■ **EXERCISE GOAL**: Lines from the one containing "self.write_to(&mut msg);" through the final line of the records are the only ones to copy, and each must match exactly.

■ **STORED DATA**:
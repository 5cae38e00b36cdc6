//! The two-message identity handshake.
//!
//! A client identifies itself twice:
//!
//! 1. **Hail** ([`HandshakeKind::ConnectRequest`]): carried as
//!    connection-establishment data on the transport connect.
//! 2. **Initialization** ([`HandshakeKind::Initialize`]): sent
//!    reliable-ordered right after the transport reports `Connected`.
//!    The server won't treat the session as established until it sees it.
//!
//! Both use the same five-field layout, each field a length-prefixed
//! string, in this order:
//!
//! ```text
//! protocol-name | message-kind | platform-tag | username | platform-id
//! ```

use std::fmt;

use gamelink_transport::{MessageReader, OutgoingMessage};

use crate::ProtocolError;

/// The protocol name both peers must agree on.
pub const PROTOCOL_NAME: &str = "ROBCO INDUSTRIES (TM) TERMLINK PROTOCOL";

/// Which of the two handshake messages this is.
#[derive(Debug, Clone, Copy, PartialEq, Eq, Hash)]
pub enum HandshakeKind {
    /// Pre-connect hail.
    ConnectRequest,
    /// Post-ack identity confirmation.
    Initialize,
}

impl HandshakeKind {
    /// The message-kind string sent on the wire.
    pub fn as_str(self) -> &'static str {
        match self {
            Self::ConnectRequest => "CONNECT_REQUEST",
            Self::Initialize => "INITIALIZING NETWORK PROTOCOLS",
        }
    }

    /// Parses a message-kind string.
    pub fn parse(kind: &str) -> Result<Self, ProtocolError> {
        match kind {
            "CONNECT_REQUEST" => Ok(Self::ConnectRequest),
            "INITIALIZING NETWORK PROTOCOLS" => Ok(Self::Initialize),
            other => Err(ProtocolError::UnknownKind(other.to_string())),
        }
    }
}

impl fmt::Display for HandshakeKind {
    fn fmt(&self, f: &mut fmt::Formatter<'_>) -> fmt::Result {
        f.write_str(self.as_str())
    }
}

/// One handshake message.
#[derive(Debug, Clone, PartialEq, Eq)]
pub struct HandshakePayload {
    pub protocol: String,
    pub kind: HandshakeKind,
    /// Platform tag, e.g. `"Steam"` or `"GOG"`.
    pub platform: String,
    pub username: String,
    pub platform_id: String,
}

impl HandshakePayload {
    /// Writes the five fields into `msg`, in wire order.
    pub fn write_to(&self, msg: &mut OutgoingMessage) {
        msg.write_string(&self.protocol);
        msg.write_string(self.kind.as_str());
        msg.write_string(&self.platform);
        msg.write_string(&self.username);
        msg.write_string(&self.platform_id);
    }

    /// Encodes into a fresh message.
    pub fn encode(&self) -> OutgoingMessage {
        let mut msg = OutgoingMessage::new();
        self.write_to(&mut msg);
        msg
    }

    /// Reads the five fields from `reader`.
    pub fn read_from(reader: &mut MessageReader<'_>) -> Result<Self, ProtocolError> {
        let protocol = reader.read_string()?;
        let kind = HandshakeKind::parse(&reader.read_string()?)?;
        let platform = reader.read_string()?;
        let username = reader.read_string()?;
        let platform_id = reader.read_string()?;
        Ok(Self {
            protocol,
            kind,
            platform,
            username,
            platform_id,
        })
    }

    /// Decodes a payload and checks it speaks `expected_protocol`.
    ///
    /// This is what a server does with an incoming hail.
    pub fn decode(
        data: &[u8],
        expected_protocol: &str,
    ) -> Result<Self, ProtocolError> {
        let payload = Self::read_from(&mut MessageReader::new(data))?;
        if payload.protocol != expected_protocol {
            return Err(ProtocolError::ProtocolMismatch {
                expected: expected_protocol.to_string(),
                found: payload.protocol,
            });
        }
        Ok(payload)
    }
}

■ **WRITTEN ANSWER**:
        self.write_to(&mut msg);
        msg
    }

    /// Reads the five fields from `reader`.
    pub fn read_from(reader: &mut MessageReader<'_>) -> Result<Self, ProtocolError> {
        let protocol = reader.read_string()?;
        let kind = HandshakeKind::parse(&reader.read_string()?)?;
        let platform = reader.read_string()?;
        let username = reader.read_string()?;
        let platform_id = reader.read_string()?;
        Ok(Self {
            protocol,
            kind,
            platform,
            username,
            platform_id,
        })
    }

    /// Decodes a payload and checks it speaks `expected_protocol`.
    ///
    /// This is what a server does with an incoming hail.
    pub fn decode(
        data: &[u8],
        expected_protocol: &str,
    ) -> Result<Self, ProtocolError> {
        let payload = Self::read_from(&mut MessageReader::new(data))?;
        if payload.protocol != expected_protocol {
            return Err(ProtocolError::ProtocolMismatch {
                expected: expected_protocol.to_string(),
                found: payload.protocol,
            });
        }
        Ok(payload)
    }
}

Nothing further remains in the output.